Data to process:
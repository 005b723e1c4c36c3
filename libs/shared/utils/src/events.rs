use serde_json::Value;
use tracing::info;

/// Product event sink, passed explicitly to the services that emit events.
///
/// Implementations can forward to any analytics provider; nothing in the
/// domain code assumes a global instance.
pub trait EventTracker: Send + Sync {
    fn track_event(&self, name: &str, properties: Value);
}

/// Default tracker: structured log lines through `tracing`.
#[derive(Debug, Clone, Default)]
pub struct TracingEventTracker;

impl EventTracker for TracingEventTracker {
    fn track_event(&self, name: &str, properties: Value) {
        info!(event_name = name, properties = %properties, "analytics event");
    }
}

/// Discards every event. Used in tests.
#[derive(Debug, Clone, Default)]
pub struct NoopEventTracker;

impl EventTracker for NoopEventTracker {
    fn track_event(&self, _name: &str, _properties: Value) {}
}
* * *
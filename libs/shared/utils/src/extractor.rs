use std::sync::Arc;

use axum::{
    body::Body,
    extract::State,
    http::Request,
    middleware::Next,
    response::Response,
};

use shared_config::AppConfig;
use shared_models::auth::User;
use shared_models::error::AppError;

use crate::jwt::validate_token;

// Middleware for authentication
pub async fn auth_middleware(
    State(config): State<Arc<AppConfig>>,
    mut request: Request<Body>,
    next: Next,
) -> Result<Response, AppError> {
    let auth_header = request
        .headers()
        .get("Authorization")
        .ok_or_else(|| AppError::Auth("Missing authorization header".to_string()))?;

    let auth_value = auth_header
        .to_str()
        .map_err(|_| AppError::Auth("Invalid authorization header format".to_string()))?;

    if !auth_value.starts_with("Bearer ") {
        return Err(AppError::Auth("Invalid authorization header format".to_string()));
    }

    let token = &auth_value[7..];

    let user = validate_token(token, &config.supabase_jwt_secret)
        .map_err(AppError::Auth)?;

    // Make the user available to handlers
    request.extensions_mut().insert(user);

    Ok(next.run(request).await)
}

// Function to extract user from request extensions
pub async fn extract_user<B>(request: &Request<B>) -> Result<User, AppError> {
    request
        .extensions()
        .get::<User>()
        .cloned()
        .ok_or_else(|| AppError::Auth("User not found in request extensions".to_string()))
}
==
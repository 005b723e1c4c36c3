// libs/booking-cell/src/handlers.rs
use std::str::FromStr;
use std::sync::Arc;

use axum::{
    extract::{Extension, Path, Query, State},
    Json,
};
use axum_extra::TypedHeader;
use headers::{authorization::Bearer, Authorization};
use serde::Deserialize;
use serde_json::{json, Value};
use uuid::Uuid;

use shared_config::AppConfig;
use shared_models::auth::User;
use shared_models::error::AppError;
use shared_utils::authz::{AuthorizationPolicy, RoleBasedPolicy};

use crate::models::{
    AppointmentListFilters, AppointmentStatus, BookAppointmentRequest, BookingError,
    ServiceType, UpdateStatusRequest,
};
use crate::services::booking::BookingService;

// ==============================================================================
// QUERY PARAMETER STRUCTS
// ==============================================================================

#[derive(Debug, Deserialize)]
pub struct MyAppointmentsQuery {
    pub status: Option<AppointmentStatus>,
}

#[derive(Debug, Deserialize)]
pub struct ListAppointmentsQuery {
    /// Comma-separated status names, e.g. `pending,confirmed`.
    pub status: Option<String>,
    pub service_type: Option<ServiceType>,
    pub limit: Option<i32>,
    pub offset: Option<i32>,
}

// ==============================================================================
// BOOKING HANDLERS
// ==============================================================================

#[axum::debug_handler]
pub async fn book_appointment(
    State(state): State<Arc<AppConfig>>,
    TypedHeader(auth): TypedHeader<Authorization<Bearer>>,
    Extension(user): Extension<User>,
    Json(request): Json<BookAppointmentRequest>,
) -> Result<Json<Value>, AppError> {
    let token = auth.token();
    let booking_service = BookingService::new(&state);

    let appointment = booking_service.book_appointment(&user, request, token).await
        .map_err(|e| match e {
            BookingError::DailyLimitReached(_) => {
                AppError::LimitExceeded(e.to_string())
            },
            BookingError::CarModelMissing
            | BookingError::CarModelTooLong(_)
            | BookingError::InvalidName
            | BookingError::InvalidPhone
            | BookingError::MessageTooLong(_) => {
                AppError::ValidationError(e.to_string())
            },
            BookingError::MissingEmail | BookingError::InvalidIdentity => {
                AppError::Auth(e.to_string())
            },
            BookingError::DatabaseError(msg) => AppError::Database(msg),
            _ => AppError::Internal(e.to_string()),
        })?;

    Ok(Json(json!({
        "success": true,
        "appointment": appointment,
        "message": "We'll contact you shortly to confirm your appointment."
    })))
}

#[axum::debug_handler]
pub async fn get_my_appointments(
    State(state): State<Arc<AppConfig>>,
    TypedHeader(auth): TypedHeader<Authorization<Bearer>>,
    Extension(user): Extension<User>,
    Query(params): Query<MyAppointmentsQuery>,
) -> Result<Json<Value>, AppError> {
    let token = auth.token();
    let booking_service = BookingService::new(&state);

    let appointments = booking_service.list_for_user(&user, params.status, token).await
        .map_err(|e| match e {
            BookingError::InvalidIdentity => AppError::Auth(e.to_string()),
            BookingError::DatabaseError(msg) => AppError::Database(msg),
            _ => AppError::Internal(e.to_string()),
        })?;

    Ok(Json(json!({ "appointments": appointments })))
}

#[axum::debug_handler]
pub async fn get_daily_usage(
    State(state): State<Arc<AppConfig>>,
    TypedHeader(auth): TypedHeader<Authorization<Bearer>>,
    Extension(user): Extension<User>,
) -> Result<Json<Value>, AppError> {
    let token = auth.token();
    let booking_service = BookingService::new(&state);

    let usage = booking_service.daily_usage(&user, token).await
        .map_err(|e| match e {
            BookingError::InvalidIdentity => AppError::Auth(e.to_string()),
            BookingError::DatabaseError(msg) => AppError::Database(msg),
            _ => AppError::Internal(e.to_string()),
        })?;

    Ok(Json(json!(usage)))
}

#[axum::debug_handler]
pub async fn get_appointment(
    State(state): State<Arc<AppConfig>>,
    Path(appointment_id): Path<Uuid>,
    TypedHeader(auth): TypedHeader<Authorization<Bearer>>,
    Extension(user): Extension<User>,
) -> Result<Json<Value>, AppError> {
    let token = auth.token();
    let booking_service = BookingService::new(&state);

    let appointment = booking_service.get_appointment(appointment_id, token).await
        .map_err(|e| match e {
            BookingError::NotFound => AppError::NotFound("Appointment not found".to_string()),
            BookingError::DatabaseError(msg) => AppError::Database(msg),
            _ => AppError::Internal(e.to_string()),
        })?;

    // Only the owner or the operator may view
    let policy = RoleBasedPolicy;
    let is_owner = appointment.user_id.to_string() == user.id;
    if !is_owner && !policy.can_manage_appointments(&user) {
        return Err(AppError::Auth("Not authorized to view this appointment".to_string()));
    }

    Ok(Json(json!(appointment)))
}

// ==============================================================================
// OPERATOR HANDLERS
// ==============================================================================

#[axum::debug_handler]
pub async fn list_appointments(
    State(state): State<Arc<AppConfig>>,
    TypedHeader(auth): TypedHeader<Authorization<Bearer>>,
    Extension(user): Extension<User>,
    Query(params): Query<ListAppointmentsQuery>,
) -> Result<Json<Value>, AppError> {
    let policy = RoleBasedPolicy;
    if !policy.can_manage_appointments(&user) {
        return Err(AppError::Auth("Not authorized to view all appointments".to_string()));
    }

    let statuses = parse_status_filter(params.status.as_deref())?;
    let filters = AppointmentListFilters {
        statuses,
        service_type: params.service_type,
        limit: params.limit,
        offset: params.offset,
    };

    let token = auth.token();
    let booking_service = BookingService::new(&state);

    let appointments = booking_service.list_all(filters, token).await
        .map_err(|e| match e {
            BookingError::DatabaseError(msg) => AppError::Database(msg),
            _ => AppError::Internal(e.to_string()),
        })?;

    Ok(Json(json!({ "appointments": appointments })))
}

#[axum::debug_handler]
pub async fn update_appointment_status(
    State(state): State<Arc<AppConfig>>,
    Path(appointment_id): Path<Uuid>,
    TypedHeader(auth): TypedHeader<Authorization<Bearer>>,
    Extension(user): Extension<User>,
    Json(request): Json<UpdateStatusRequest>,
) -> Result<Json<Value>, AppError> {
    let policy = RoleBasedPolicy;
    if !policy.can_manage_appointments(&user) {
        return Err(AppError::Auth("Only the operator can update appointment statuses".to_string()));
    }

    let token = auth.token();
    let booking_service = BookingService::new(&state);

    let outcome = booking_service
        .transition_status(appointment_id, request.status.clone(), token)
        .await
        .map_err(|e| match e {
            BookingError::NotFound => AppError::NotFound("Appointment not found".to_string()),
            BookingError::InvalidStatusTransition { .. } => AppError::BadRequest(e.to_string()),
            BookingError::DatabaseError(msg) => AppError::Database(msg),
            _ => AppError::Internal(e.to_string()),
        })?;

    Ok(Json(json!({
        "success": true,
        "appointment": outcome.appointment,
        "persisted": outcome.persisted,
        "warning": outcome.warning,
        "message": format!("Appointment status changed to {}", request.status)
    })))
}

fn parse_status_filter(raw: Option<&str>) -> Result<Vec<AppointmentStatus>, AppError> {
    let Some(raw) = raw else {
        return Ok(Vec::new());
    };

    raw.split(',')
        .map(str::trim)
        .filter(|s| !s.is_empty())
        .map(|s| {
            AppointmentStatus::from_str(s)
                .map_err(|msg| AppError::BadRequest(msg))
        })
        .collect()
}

The problem: A line belongs in the answer if it contains the word "crate"; copy every such line from the data above.

Answer to this exercise:
use crate::jwt::validate_token;
use crate::models::{
use crate::services::booking::BookingService;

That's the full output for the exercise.